More seriously, Kuo alleges that then-White House political affairs director Ken Mehlman knowingly participated in a scheme to use the office, and taxpayer funds, to mount ostensibly “nonpartisan” events that were, in reality, designed with the intent of mobilizing religious voters in 20 targeted races.

This buttresses Tucker Carlson's biennal moment of truth where he admitted that elites in the Republican Party have nothing but contempt for evangelicals.

You cannot flaunt your standing in the Christian community, still have members of your party embroiled in scandal after scandal after scandal, and expect people not to notice that you don't believe your own hype.
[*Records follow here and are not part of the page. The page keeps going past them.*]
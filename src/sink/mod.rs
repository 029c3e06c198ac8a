//! Push delivery: sink table and the background poller draining into it.
//!
//! Sinks receive newline-delimited messages. The owner of a sink must keep
//! consuming it; a writer that blocks stalls the poller for every client.

mod poller;
mod table;

pub use poller::{DEFAULT_MAX_BATCH, DEFAULT_POLL_INTERVAL, PollerConfig};
pub use table::{SinkTable, SinkWriter};

pub(crate) use poller::Poller;

use std::io::{PipeReader, PipeWriter};

/// Create an anonymous pipe whose writer end can be registered as a sink.
///
/// Dropping the writer (by unregistering the sink) makes the reader see EOF.
pub fn create_pipe() -> std::io::Result<(PipeReader, PipeWriter)> {
    std::io::pipe()
}

#[cfg(test)]
mod tests {
    use super::*;
    use std::io::{Read, Write};

    #[test]
    fn pipe_reader_sees_eof_after_writer_drop() {
        let (mut reader, mut writer) = create_pipe().unwrap();
        writer.write_all(b"hello\n").unwrap();
        drop(writer);

        let mut text = String::new();
        reader.read_to_string(&mut text).unwrap();
        assert_eq!(text, "hello\n");
    }
}
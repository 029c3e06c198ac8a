pub mod settings;
pub mod user;

pub use settings::{
    BridgeSettings, EngineLogSettings, SessionSettings, SettingsLayer,
    DEFAULT_SESSION_RECEIVE_TIMEOUT, DEFAULT_UPDATE_BUFFER,
};
pub use user::{load_settings_file, load_user_config, user_config_path};

use std::path::Path;

use crate::error::BridgeResult;

/// Severity of a settings loading event.
#[derive(Debug, Clone, Copy, PartialEq, Eq)]
pub enum SettingsEventKind {
    Info,
    Warning,
}

/// Something worth reporting that happened while loading settings.
#[derive(Debug, Clone, PartialEq, Eq)]
pub struct SettingsEvent {
    pub kind: SettingsEventKind,
    pub message: String,
}

impl SettingsEvent {
    pub fn info(message: impl Into<String>) -> Self {
        Self {
            kind: SettingsEventKind::Info,
            message: message.into(),
        }
    }

    pub fn warning(message: impl Into<String>) -> Self {
        Self {
            kind: SettingsEventKind::Warning,
            message: message.into(),
        }
    }

    /// Forward the event to the `log` facade.
    pub fn log(&self) {
        match self.kind {
            SettingsEventKind::Info => log::info!(target: "tdbridge::config", "{}", self.message),
            SettingsEventKind::Warning => {
                log::warn!(target: "tdbridge::config", "{}", self.message)
            }
        }
    }
}

/// Result of [`load_settings`].
#[derive(Debug)]
pub struct SettingsLoadOutcome {
    pub settings: BridgeSettings,
    pub events: Vec<SettingsEvent>,
}

/// Load settings from all sources.
///
/// Precedence (later wins): programmed defaults < user config < `explicit`.
/// A broken user config is reported as a warning and skipped; a broken
/// explicit file is an error since the caller asked for it.
pub fn load_settings(explicit: Option<&Path>) -> BridgeResult<SettingsLoadOutcome> {
    let mut events = Vec::new();
    let mut layer = SettingsLayer::default();

    match load_user_config() {
        Ok(Some(user)) => {
            events.push(SettingsEvent::info("Loaded user config"));
            layer = layer.merge(user);
        }
        Ok(None) => {}
        Err(err) => events.push(SettingsEvent::warning(format!(
            "Failed to load user config: {}",
            err
        ))),
    }

    if let Some(path) = explicit {
        layer = layer.merge(load_settings_file(path)?);
        events.push(SettingsEvent::info(format!(
            "Loaded config file {}",
            path.display()
        )));
    }

    let settings = BridgeSettings::try_from(layer)?;
    Ok(SettingsLoadOutcome { settings, events })
}

/// Run `f` with `XDG_CONFIG_HOME` pointing at `dir`, restoring it afterwards.
///
/// Callers must be `#[serial(xdg_env)]`.
#[cfg(test)]
pub(crate) fn with_xdg_config_home<T>(dir: &Path, f: impl FnOnce() -> T) -> T {
    let original = std::env::var_os("XDG_CONFIG_HOME");

    // SAFETY: #[serial(xdg_env)] on every caller prevents concurrent access to XDG_CONFIG_HOME
    unsafe {
        std::env::set_var("XDG_CONFIG_HOME", dir);
    }

    let result = f();

    // SAFETY: Same as above - restoring original env state
    unsafe {
        match original {
            Some(value) => std::env::set_var("XDG_CONFIG_HOME", value),
            None => std::env::remove_var("XDG_CONFIG_HOME"),
        }
    }
    result
}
Democrats are sticking it right to the Republicans on this, and it's been a long time coming.

Meanwhile, Republicans are losing their minds with fear over losing their precious majorities, and the pressure is starting to get to some of the more threatened incumbents. Like John Doolittle:

In citing his 26-year U.S. Air Force career, Brown, a retired lieutenant colonel, mentioned his service in Saudi Arabia mapping surveillance flights in Iraq's "no-fly zone." He said the experience convinced him there were no weapons of mass destruction in Iraq and that the war was a misguided diversion from the war on terror...

Arguing that Iraq is central to the war on terror, Doolittle responded: "This is a guy who had weapons of mass destruction. President Clinton said he had weapons of mass destruction. Vice President Gore said he had weapons of mass destruction...But Lt. Col. Charlie Brown who flew reconnaissance missions says there were no weapons of mass destruction.
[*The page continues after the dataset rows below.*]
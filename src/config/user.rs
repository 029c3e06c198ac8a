//! User configuration loading for tdbridge.
//!
//! User config location: $XDG_CONFIG_HOME/tdbridge/tdbridge.toml
//! Fallback: the platform config directory (`dirs::config_dir()`).

use std::fs;
use std::path::{Path, PathBuf};

use super::settings::SettingsLayer;
use crate::error::{BridgeError, BridgeResult};

/// Directory and file name of the user config.
const APP_DIR: &str = "tdbridge";
const FILE_NAME: &str = "tdbridge.toml";

/// Returns the path to the user configuration file.
///
/// The path is determined by:
/// 1. If $XDG_CONFIG_HOME is set: $XDG_CONFIG_HOME/tdbridge/tdbridge.toml
/// 2. Otherwise: <platform config dir>/tdbridge/tdbridge.toml
///
/// Returns None if neither can be determined.
pub fn user_config_path() -> Option<PathBuf> {
    if let Ok(xdg_config) = std::env::var("XDG_CONFIG_HOME") {
        if !xdg_config.is_empty() {
            return Some(PathBuf::from(xdg_config).join(APP_DIR).join(FILE_NAME));
        }
    }

    dirs::config_dir().map(|dir| dir.join(APP_DIR).join(FILE_NAME))
}

/// Read one settings file.
pub fn load_settings_file(path: &Path) -> BridgeResult<SettingsLayer> {
    let contents = fs::read_to_string(path)
        .map_err(|e| BridgeError::config(format!("failed to read {}: {}", path.display(), e)))?;
    SettingsLayer::from_toml_str(&contents)
        .map_err(|e| BridgeError::config(format!("{}: {}", path.display(), e)))
}

/// Load the user config if it exists.
///
/// Returns `Ok(None)` when there is no user config file.
pub fn load_user_config() -> BridgeResult<Option<SettingsLayer>> {
    match user_config_path() {
        Some(path) if path.exists() => load_settings_file(&path).map(Some),
        _ => Ok(None),
    }
}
"Why didn't you pick up the phone and call the commander in chief? Do you really expect us to sit here and believe that ridiculous story?"

Like Chris Shays:

"Now I've seen what happened in Abu Ghraib, and Abu Ghraib was not torture. It was outrageous, outrageous involvement of National Guard troops from [Maryland] who were involved in a sex ring and they took pictures of soldiers who were naked."

Now, it was reported today that George Bush has no contingency plan if the GOP loses control of Congress. Of course not, he didn't have a plan for Iraq, Afghanistan, Katrina or North Korea. But I don't think his party has any plan to win, given the above quotes. Like cornered animals, they're lashing out because they know they've been caught. Caught lying to the voters, caught forsaking their vaunted morals - essentially, caught with their pants down.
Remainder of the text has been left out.